Instructions for the task:
Of the lines listed below, return exactly those that run from the line containing "buf.put_bool(self.iq_reverse);" through the line containing "let bandwidth = cur.get_f32()?;", both included.
------------------------------------------------
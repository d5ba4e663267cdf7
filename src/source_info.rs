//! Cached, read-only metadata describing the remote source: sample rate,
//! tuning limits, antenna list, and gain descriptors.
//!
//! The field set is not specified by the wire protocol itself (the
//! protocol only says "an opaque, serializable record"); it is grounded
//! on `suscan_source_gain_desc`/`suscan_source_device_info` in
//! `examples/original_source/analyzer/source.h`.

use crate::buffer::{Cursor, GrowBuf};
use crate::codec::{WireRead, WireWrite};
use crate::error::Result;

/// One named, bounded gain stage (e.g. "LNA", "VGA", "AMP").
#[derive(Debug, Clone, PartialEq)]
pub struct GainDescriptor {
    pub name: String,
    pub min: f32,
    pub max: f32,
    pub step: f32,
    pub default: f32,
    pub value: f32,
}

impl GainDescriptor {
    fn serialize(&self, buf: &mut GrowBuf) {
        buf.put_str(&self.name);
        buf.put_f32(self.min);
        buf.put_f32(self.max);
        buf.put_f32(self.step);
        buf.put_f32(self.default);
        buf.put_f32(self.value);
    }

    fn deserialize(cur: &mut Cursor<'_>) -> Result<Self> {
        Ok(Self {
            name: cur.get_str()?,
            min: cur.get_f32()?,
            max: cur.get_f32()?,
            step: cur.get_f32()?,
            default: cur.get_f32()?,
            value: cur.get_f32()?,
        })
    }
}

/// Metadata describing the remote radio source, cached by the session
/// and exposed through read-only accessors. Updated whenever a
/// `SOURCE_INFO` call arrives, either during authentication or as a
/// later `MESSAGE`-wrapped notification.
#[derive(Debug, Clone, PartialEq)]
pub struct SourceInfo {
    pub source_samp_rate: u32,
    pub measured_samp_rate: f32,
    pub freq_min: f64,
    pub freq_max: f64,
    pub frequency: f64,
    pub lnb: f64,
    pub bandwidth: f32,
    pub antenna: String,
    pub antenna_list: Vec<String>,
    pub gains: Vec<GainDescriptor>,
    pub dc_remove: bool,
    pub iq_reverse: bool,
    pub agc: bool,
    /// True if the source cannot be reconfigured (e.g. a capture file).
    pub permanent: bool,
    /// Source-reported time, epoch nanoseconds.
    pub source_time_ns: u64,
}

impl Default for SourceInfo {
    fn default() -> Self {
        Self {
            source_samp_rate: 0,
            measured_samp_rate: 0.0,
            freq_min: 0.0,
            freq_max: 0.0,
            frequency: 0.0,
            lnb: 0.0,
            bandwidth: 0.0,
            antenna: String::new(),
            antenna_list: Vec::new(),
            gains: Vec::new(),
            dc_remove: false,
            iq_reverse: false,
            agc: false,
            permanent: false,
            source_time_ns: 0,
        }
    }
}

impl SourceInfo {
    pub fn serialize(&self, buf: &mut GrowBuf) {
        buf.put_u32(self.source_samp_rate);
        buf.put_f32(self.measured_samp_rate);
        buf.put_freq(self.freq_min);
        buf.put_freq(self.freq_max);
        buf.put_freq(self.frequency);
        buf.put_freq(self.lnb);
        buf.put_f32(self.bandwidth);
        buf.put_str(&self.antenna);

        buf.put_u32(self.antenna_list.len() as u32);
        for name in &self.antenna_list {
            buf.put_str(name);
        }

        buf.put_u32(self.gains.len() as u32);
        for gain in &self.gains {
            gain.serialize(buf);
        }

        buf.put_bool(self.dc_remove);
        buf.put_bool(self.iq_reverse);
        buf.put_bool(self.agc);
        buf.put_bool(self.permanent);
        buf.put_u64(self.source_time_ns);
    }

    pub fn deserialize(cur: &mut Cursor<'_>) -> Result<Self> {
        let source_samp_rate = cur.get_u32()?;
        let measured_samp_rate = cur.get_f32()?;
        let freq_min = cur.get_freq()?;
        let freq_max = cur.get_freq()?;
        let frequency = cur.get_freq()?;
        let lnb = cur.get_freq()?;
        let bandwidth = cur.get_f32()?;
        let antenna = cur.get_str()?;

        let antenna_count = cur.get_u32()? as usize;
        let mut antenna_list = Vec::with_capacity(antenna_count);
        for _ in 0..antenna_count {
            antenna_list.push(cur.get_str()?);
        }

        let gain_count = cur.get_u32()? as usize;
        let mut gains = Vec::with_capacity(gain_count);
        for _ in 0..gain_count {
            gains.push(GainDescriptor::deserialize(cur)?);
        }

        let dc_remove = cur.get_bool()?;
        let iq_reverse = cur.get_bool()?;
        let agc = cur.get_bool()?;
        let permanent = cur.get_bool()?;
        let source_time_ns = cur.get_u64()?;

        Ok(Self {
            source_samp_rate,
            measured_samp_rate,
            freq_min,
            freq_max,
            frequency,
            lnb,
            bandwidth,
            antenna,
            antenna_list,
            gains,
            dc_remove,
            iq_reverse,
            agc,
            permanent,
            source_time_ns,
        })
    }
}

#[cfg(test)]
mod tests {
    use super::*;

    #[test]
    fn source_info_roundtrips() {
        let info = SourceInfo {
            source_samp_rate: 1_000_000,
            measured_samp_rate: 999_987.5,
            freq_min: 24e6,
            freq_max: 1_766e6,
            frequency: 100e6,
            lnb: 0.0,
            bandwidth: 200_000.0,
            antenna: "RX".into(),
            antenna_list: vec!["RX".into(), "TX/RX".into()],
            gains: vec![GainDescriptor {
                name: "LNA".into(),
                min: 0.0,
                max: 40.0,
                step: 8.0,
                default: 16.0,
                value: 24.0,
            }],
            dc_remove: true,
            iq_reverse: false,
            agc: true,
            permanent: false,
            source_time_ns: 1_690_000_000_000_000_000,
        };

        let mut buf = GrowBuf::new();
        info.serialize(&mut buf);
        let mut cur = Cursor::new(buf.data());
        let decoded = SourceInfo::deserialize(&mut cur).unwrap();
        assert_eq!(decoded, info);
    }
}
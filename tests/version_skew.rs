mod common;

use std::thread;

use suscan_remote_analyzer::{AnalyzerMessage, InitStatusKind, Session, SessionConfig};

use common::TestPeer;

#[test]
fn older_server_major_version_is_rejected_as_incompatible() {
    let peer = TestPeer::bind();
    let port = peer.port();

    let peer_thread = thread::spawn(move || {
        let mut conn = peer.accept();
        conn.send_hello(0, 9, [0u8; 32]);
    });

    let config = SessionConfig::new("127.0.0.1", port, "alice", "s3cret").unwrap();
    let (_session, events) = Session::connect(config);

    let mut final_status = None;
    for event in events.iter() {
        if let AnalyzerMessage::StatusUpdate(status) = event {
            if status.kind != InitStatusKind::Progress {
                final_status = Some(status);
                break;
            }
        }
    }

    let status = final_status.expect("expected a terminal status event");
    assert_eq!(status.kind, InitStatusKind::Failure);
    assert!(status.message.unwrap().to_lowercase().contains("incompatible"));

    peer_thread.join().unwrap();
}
------------------------------------------------
Response:
        buf.put_bool(self.iq_reverse);
        buf.put_bool(self.agc);
        buf.put_bool(self.permanent);
        buf.put_u64(self.source_time_ns);
    }

    pub fn deserialize(cur: &mut Cursor<'_>) -> Result<Self> {
        let source_samp_rate = cur.get_u32()?;
        let measured_samp_rate = cur.get_f32()?;
        let freq_min = cur.get_freq()?;
        let freq_max = cur.get_freq()?;
        let frequency = cur.get_freq()?;
        let lnb = cur.get_freq()?;
        let bandwidth = cur.get_f32()?;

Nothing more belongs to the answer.